The same question was raised by Jacques Maritain (1977). In order to envisage the process of hominization and crossing the threshold of the human he presents the hypothesis of "super-developed animals, or pre-men", having a sensitive soul, but without intellect.

These might have generated the first beings furnished with a human soul, directly and freely willed by God, from the moment of fetal life. This hypothesis would be "useful and fruitful in the hands of palaeontologists, even though on the scientific level it can only appear likely, and cannot undergo verification".

Transcendence would be given to the soul "thanks to the ultimate intervention of God the Creator, through his purely free choice, which transcends all the possibilities of matter" even if this occurred at the end of a natural evolutionary process.

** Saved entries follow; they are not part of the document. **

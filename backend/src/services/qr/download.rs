use crate::error::{AppError, AppResult};
use crate::pipeline::qr::decode_data_url;
use crate::services::{attachment, blocking};
use crate::storage::ContactStore;
use actix_web::http::header::CONTENT_DISPOSITION;
use actix_web::{web, HttpResponse, Responder, ResponseError};
use std::sync::Arc;

pub(crate) async fn process(
    contact_id: web::Path<String>,
    store: web::Data<dyn ContactStore>,
) -> impl Responder {
    match load_qr_png(contact_id.into_inner(), store.into_inner()).await {
        Ok((file_name, png)) => HttpResponse::Ok()
            .content_type("image/png")
            .insert_header((CONTENT_DISPOSITION, file_name))
            .body(png),
        Err(e) => e.error_response(),
    }
}

/// PNG bytes of the contact's QR code with the `Content-Disposition` value.
async fn load_qr_png(contact_id: String, store: Arc<dyn ContactStore>) -> AppResult<(String, Vec<u8>)> {
    blocking(move || {
        let contact = store
            .get_contact_by_id(&contact_id)?
            .ok_or(AppError::NotFound("Contact"))?;
        let png = decode_data_url(&contact.qr_code_url).ok_or(AppError::NotFound("QR code"))?;
        Ok((attachment(&contact.fields.name, &contact_id, "qr-", "png"), png))
    })
    .await
}

#[cfg(test)]
mod tests {
    use crate::pipeline::qr::{encode_data_url, QrOptions};
    use crate::services::testing::{state, test_app, TestState};
    use actix_web::http::StatusCode;
    use actix_web::test;
    use common::model::contact::{ContactFields, NewContact};
    use serde_json::Value;

    fn seed(s: &TestState, id: &str, name: &str, qr_code_url: String) {
        s.store
            .create_contact(NewContact {
                id: id.into(),
                batch_id: "b-1".into(),
                fields: ContactFields {
                    name: name.into(),
                    ..ContactFields::default()
                },
                vcard_data: String::new(),
                qr_code_url,
            })
            .unwrap();
    }

    #[actix_web::test]
    async fn both_routes_serve_the_png() {
        let s = state();
        let options = QrOptions {
            width: 60,
            ..QrOptions::default()
        };
        seed(&s, "c-1", "Ada Lovelace", encode_data_url("https://x/c-1", &options).unwrap());
        seed(&s, "c-2", "", encode_data_url("https://x/c-2", &options).unwrap());
        let app = test_app!(s).await;

        for (uri, expected) in [
            ("/api/qr/c-1", "attachment; filename=\"qr-Ada_Lovelace.png\""),
            ("/api/qr/c-1/download", "attachment; filename=\"qr-Ada_Lovelace.png\""),
            ("/api/qr/c-2/download", "attachment; filename=\"qr-c_2.png\""),
        ] {
            let resp = test::call_service(&app, test::TestRequest::get().uri(uri).to_request()).await;
            assert_eq!(resp.status(), StatusCode::OK);
            assert_eq!(resp.headers().get("content-type").unwrap(), "image/png");
            assert_eq!(resp.headers().get("content-disposition").unwrap(), expected);
            let body = test::read_body(resp).await;
            assert!(body.starts_with(&[0x89, b'P', b'N', b'G']));
        }
    }

    #[actix_web::test]
    async fn missing_contact_or_qr_is_404() {
        let s = state();
        seed(&s, "c-1", "Ada", String::new());
        let app = test_app!(s).await;

        let resp = test::call_service(&app, test::TestRequest::get().uri("/api/qr/nope").to_request()).await;
        assert_eq!(resp.status(), StatusCode::NOT_FOUND);

        let resp = test::call_service(&app, test::TestRequest::get().uri("/api/qr/c-1").to_request()).await;
        assert_eq!(resp.status(), StatusCode::NOT_FOUND);
        let body: Value = test::read_body_json(resp).await;
        assert_eq!(body["error"], "QR code not found");
    }
}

No gradual development from animal to man can be admitted, but only a preparation which might also have extended to the psyche; although it must be acknowledged that a psyche higher than that of anthropoids was present in australopithecines, hominids who preceded man, but were still incapable of abstraction and reflection, elements which characterize man.

From this perspective the appearance of man cannot be seen as a necessary event, essential to the evolutionary process. That process could have stopped at a pre-human level, even if we might ask in that case what significance it would have had. Nor can it be seen as a purely fortuitous event, because crossing the threshold of the human requires the will of God the Creator, which is not just that of the First Cause which maintains in existence the whole of Creation.

As Maritain points out, man appeared as a result of God's free choice, even if this came about, according to his will, when certain evolutionary conditions had been reached.

John Paul II had observed on another occasion: "It can therefore be said that, from the viewpoint of the doctrine of the faith, there are no difficulties in explaining the origin of man, in regard to the body, by means of the theory of evolution.... it is possible that the human body, following the order impressed by the Creator on the energies of life, could have been gradually prepared in the forms of antecedent living beings. The human soul, however, on which man's humanity definitively depends, cannot emerge from matter, since it is of a spiritual nature" (General Audience, 16 April 1986, ORE, 21 April, p. 2).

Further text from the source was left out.